##### DATA FOR THIS TASK #####

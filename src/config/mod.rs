use anyhow::{Context, Result};
use serde::Deserialize;
use std::path::{Path, PathBuf};
use tracing::info;

#[derive(Debug, Clone, Default, Deserialize)]
pub struct Config {
    #[serde(default)]
    pub api: ApiConfig,
    #[serde(default)]
    pub storage: StorageConfig,
    #[serde(default)]
    pub logging: LoggingConfig,
}

#[derive(Debug, Clone, Deserialize)]
pub struct ApiConfig {
    /// Base URL of the admin backend, including the /api prefix
    #[serde(default = "default_base_url")]
    pub base_url: String,
    /// Request timeout in seconds (default: 30)
    #[serde(default = "default_timeout_secs")]
    pub timeout_secs: u64,
}

impl Default for ApiConfig {
    fn default() -> Self {
        Self {
            base_url: default_base_url(),
            timeout_secs: default_timeout_secs(),
        }
    }
}

fn default_base_url() -> String {
    "http://localhost:5858/api".to_string()
}

fn default_timeout_secs() -> u64 {
    30
}

#[derive(Debug, Clone, Deserialize)]
pub struct StorageConfig {
    /// Directory holding the persisted session (default: ./data)
    #[serde(default = "default_data_dir")]
    pub data_dir: PathBuf,
}

impl Default for StorageConfig {
    fn default() -> Self {
        Self {
            data_dir: default_data_dir(),
        }
    }
}

fn default_data_dir() -> PathBuf {
    PathBuf::from("./data")
}

#[derive(Debug, Clone, Deserialize)]
pub struct LoggingConfig {
    #[serde(default = "default_log_level")]
    pub level: String,
}

impl Default for LoggingConfig {
    fn default() -> Self {
        Self {
            level: default_log_level(),
        }
    }
}

fn default_log_level() -> String {
    "info".to_string()
}

impl Config {
    pub fn load(path: &Path) -> Result<Self> {
        if path.exists() {
            info!("Loading configuration from {}", path.display());
            let content = std::fs::read_to_string(path)
                .with_context(|| format!("Failed to read config file: {}", path.display()))?;
            let config: Config =
                toml::from_str(&content).with_context(|| "Failed to parse configuration file")?;
            Ok(config)
        } else {
            Ok(Config::default())
        }
    }

    /// Path of the persisted session file.
    pub fn session_file(&self) -> PathBuf {
        self.storage.data_dir.join("session.json")
    }
}

#[cfg(test)]
mod tests {
    use super::*;

    #[test]
    fn test_defaults() {
        let config = Config::default();
        assert_eq!(config.api.base_url, "http://localhost:5858/api");
        assert_eq!(config.api.timeout_secs, 30);
        assert_eq!(config.logging.level, "info");
        assert!(config.session_file().ends_with("session.json"));
    }

    #[test]
    fn test_partial_file_fills_in_defaults() {
        let config: Config = toml::from_str(
            r#"
            [api]
            base_url = "https://panel.example.com/api"
            "#,
        )
        .unwrap();
        assert_eq!(config.api.base_url, "https://panel.example.com/api");
        assert_eq!(config.api.timeout_secs, 30);
        assert_eq!(config.storage.data_dir, PathBuf::from("./data"));
    }
}
pub mod api;
pub mod cli;
pub mod client;
pub mod config;
pub mod session;
pub mod tree;
pub mod utils;

pub use client::ApiClient;
pub use session::SessionStore;

use std::sync::Arc;
use std::time::Duration;

use anyhow::Result;
use config::Config;

/// Shared handles for one CLI invocation.
pub struct AppContext {
    pub config: Config,
    pub session: Arc<SessionStore>,
    pub client: ApiClient,
}

impl AppContext {
    pub fn new(config: Config) -> Result<Self> {
        let session = Arc::new(SessionStore::open(config.session_file()));
        let client = ApiClient::new(
            &config.api.base_url,
            Duration::from_secs(config.api.timeout_secs),
            session.clone(),
        )?;
        Ok(Self {
            config,
            session,
            client,
        })
    }
}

#####

The expected reply is a number only, the tally of lines in the data where the word "LoggingConfig" is found.

3